▶ **Work order**: Find the lines in the records below that contain "Output", and report each of them.

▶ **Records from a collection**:
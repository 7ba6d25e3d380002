//! Drivers generic over the interfaces in [`crate::hal`]. A port
//! supplies the register-level `FifoBus` and time source
//! implementations and wires its interrupt vector to
//! [`spi::on_transfer_interrupt`].

pub mod chip_select;
pub mod spi;
pub mod tick;
//! Time units.
use core::ops::{Add as Adds, Sub as Subtracts};

/// Abstract point in time. Useful for time periods.
///
/// Any implementer of Instant can be subtracted with
/// itself to obtain a span of milliseconds, and added
/// with milliseconds to obtain another instant.
pub trait Instant
where
    Self: Copy + Clone,
    Self: Subtracts<Output = Milliseconds>,
    Self: Adds<Milliseconds, Output = Self>,
{
}

/// A monotonic time source, polled for timeout bookkeeping.
pub trait Now {
    type I: Instant;
    fn now(&self) -> Self::I;
}

/// Time sources behind shared references are time sources themselves;
/// this allows a single source to be polled from multiple collaborators.
impl<T: Now> Now for &T {
    type I = T::I;
    fn now(&self) -> Self::I { (*self).now() }
}

#[derive(Clone, Copy, Debug, PartialOrd, PartialEq, Eq)]
pub struct Milliseconds(pub u32);

#[derive(Clone, Copy, Debug, PartialOrd, PartialEq, Eq)]
pub struct Seconds(pub u32);

/// Hertz
#[derive(Clone, Copy, Debug, PartialOrd, PartialEq, Eq)]
pub struct Hertz(pub u32);

/// KiloHertz
#[derive(Clone, Copy, Debug, PartialOrd, PartialEq, Eq)]
pub struct KiloHertz(pub u32);

/// MegaHertz
#[derive(Clone, Copy, Debug, PartialOrd, PartialEq, Eq)]
pub struct MegaHertz(pub u32);

/// Extension trait that adds convenience methods to the `u32` type
pub trait U32Ext {
    /// Wrap in `Hertz`
    fn hz(self) -> Hertz;

    /// Wrap in `KiloHertz`
    fn khz(self) -> KiloHertz;

    /// Wrap in `MegaHertz`
    fn mhz(self) -> MegaHertz;

    /// Wrap in `Seconds`
    fn s(self) -> Seconds;

    /// Wrap in `Milliseconds`
    fn ms(self) -> Milliseconds;
}

impl U32Ext for u32 {
    fn hz(self) -> Hertz { Hertz(self) }

    fn khz(self) -> KiloHertz { KiloHertz(self) }

    fn mhz(self) -> MegaHertz { MegaHertz(self) }

    fn s(self) -> Seconds { Seconds(self) }

    fn ms(self) -> Milliseconds { Milliseconds(self) }
}

impl From<KiloHertz> for Hertz {
    fn from(kilohertz: KiloHertz) -> Self { Hertz(kilohertz.0 * 1_000) }
}

impl From<MegaHertz> for Hertz {
    fn from(megahertz: MegaHertz) -> Self { Hertz(megahertz.0 * 1_000_000) }
}

impl From<MegaHertz> for KiloHertz {
    fn from(megahertz: MegaHertz) -> Self { KiloHertz(megahertz.0 * 1_000) }
}

impl From<Seconds> for Milliseconds {
    fn from(seconds: Seconds) -> Self { Milliseconds(seconds.0 * 1_000) }
}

▶ **Task answer**:
    Self: Subtracts<Output = Milliseconds>,
    Self: Adds<Milliseconds, Output = Self>,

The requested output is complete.